第1章 犯人は僕です?いいえ、犯人は私です。【コテージ編】



「あれ…スミレちゃん、足は…?」



「ミドリの料理で、治ったみたいね」



そうしてミドリも部屋を出て行った。



「(さて…部屋の中を見させてもらうわよ。)」



ベッドに置きっぱなしのスマホを見る。どうやら裏掲示板に書き込み途中だったみたい。



「さすがスミレ…悪口を言う時だけ文章力がハンパないわ…。うわ、いじめの内容もえげつない…」



裏掲示板に『白ブタ』という人物の悪口やいじめ内容を書き込まれている。



「(白ブタって誰のこと…?)」



次に床に落ちている写真を拾う。どうやら浮気の現場をおさえた写真だった。そこにはアオキとシラユキが映っている。



「(…スミレは二股を知っていたのね…)」



でも昨日の夜はアオキの二股を初めて知ったようなリアクションだった。もしかしてあれは演技だったのだろうか。



「あの人の部屋でも行ってみましょうかね」



2階のシラユキの部屋は鍵が開いていた。ベッドに横たわっているシラユキの死体はシーツを被せてある。



「シラユキ…」



感傷に浸っている場合じゃない。

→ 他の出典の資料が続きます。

use sonata_core::Config;
use tracing_subscriber::{layer::SubscriberExt, util::SubscriberInitExt, EnvFilter};

/// Initialize tracing with `default_filter` unless `RUST_LOG` is set.
///
/// Production deployments log JSON lines; everything else uses the
/// human-readable formatter.
pub fn init_tracing(config: &Config) -> Result<(), Box<dyn std::error::Error + Send + Sync>> {
    let filter = EnvFilter::try_from_default_env()
        .unwrap_or_else(|_| EnvFilter::new(config.log_filter.as_str()));

    if config.is_production() {
        tracing_subscriber::registry()
            .with(filter)
            .with(tracing_subscriber::fmt::layer().json())
            .try_init()?;
    } else {
        tracing_subscriber::registry()
            .with(filter)
            .with(tracing_subscriber::fmt::layer())
            .try_init()?;
    }

    tracing::info!(environment = %config.environment, "Tracing initialized");
    Ok(())
}
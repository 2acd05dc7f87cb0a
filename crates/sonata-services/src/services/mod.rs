pub mod analysis;
pub mod analysis_type;
pub mod file_modification;
pub mod id_resolver;
pub mod schema_validator;
pub mod study;
pub mod upload;
pub mod validation;

pub use analysis::{AnalysisService, AnalysisStores};
pub use analysis_type::AnalysisTypeService;
pub use file_modification::FileModificationService;
pub use id_resolver::{BusinessKey, IdResolver, IdStrategy, Resolution};
pub use schema_validator::{JsonSchemaValidator, SchemaValidator, SchemaViolation};
pub use study::StudyService;
pub use upload::UploadService;
pub use validation::{ValidationOutcome, ValidationService};
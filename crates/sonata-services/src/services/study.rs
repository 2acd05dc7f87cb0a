use chrono::Utc;
use sonata_core::models::{CreateStudyRequest, Study};
use sonata_core::AppError;
use sonata_db::StudyRepository;
use std::sync::Arc;
use validator::Validate;

#[derive(Clone)]
pub struct StudyService {
    repository: Arc<dyn StudyRepository>,
}

impl StudyService {
    pub fn new(repository: Arc<dyn StudyRepository>) -> Self {
        Self { repository }
    }

    #[tracing::instrument(skip(self, request), fields(study_id = %request.study_id))]
    pub async fn create(&self, request: CreateStudyRequest) -> Result<Study, AppError> {
        request.validate()?;

        let study = Study {
            study_id: request.study_id,
            name: request.name,
            organization: request.organization,
            description: request.description,
            info: request.info,
            created_at: Utc::now(),
        };
        self.repository.create(&study).await?;

        tracing::info!(study_id = %study.study_id, "Study created");
        Ok(study)
    }

    pub async fn read(&self, study_id: &str) -> Result<Study, AppError> {
        self.repository
            .read(study_id)
            .await?
            .ok_or_else(|| AppError::StudyIdDoesNotExist(study_id.to_string()))
    }

    pub async fn exists(&self, study_id: &str) -> Result<bool, AppError> {
        self.repository.exists(study_id).await
    }

    /// Fail with `StudyIdDoesNotExist` unless the study exists.
    pub async fn check_exists(&self, study_id: &str) -> Result<(), AppError> {
        if self.exists(study_id).await? {
            Ok(())
        } else {
            tracing::debug!(study_id = %study_id, "Rejected request for unknown study");
            Err(AppError::StudyIdDoesNotExist(study_id.to_string()))
        }
    }
}

#[cfg(test)]
mod tests {
    use super::*;
    use serde_json::json;
    use sonata_db::InMemoryStore;

    fn service() -> StudyService {
        StudyService::new(Arc::new(InMemoryStore::new()))
    }

    fn request(study_id: &str) -> CreateStudyRequest {
        serde_json::from_value(json!({"studyId": study_id, "name": "Pilot"})).unwrap()
    }

    #[tokio::test]
    async fn test_create_then_check() {
        let studies = service();
        studies.create(request("ABC123")).await.unwrap();

        assert!(studies.exists("ABC123").await.unwrap());
        studies.check_exists("ABC123").await.unwrap();
        assert_eq!(
            studies.read("ABC123").await.unwrap().name.as_deref(),
            Some("Pilot")
        );
    }

    #[tokio::test]
    async fn test_unknown_study_is_not_found() {
        let err = service().check_exists("NOPE").await.unwrap_err();
        assert!(matches!(err, AppError::StudyIdDoesNotExist(ref id) if id == "NOPE"));
    }

    #[tokio::test]
    async fn test_duplicate_and_invalid_ids_are_rejected() {
        let studies = service();
        studies.create(request("ABC123")).await.unwrap();

        let err = studies.create(request("ABC123")).await.unwrap_err();
        assert!(matches!(err, AppError::StudyAlreadyExists(_)));

        let err = studies.create(request("")).await.unwrap_err();
        assert!(matches!(err, AppError::InvalidInput(_)));
    }
}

やるべき事をやらなければ。



「…この時計…少し傾いてるわ。こういうの気になるのよね」



ガタッ



「何か引っかかってる…真っ直ぐにならないわ…ウラに何かついてる…?」



時計を外し、ひっくり返して裏側を見てみた。



「なにこれ…裏にテープで何か固定されてる。これは…盗聴器…?」



どうやら単5電池を入れて使うみたいだ。



「これだけ揃えば良いわね。スミレ…貴女の我儘にはもう付き合ってられないわ。だから…終わりにしましょう」



不敵に笑み、裏工作を終了させる。



◇◆◇



今日も会議のためにみんながリビングに集まった。こう何日もコテージに閉じこもっているとやはりメンバーにも疲れが見える。



みんな早く会議を終わらせたいという気持ちでいっぱいだろう。…ただ一人スミレを除いて。



スミレは部屋に入るなり私をニラみつけてきた。犯人の疑いだけならまだしも、アオキに振られたウラミまでぶつけてくる。いや、犯人の疑いだけでも良くないのだが…。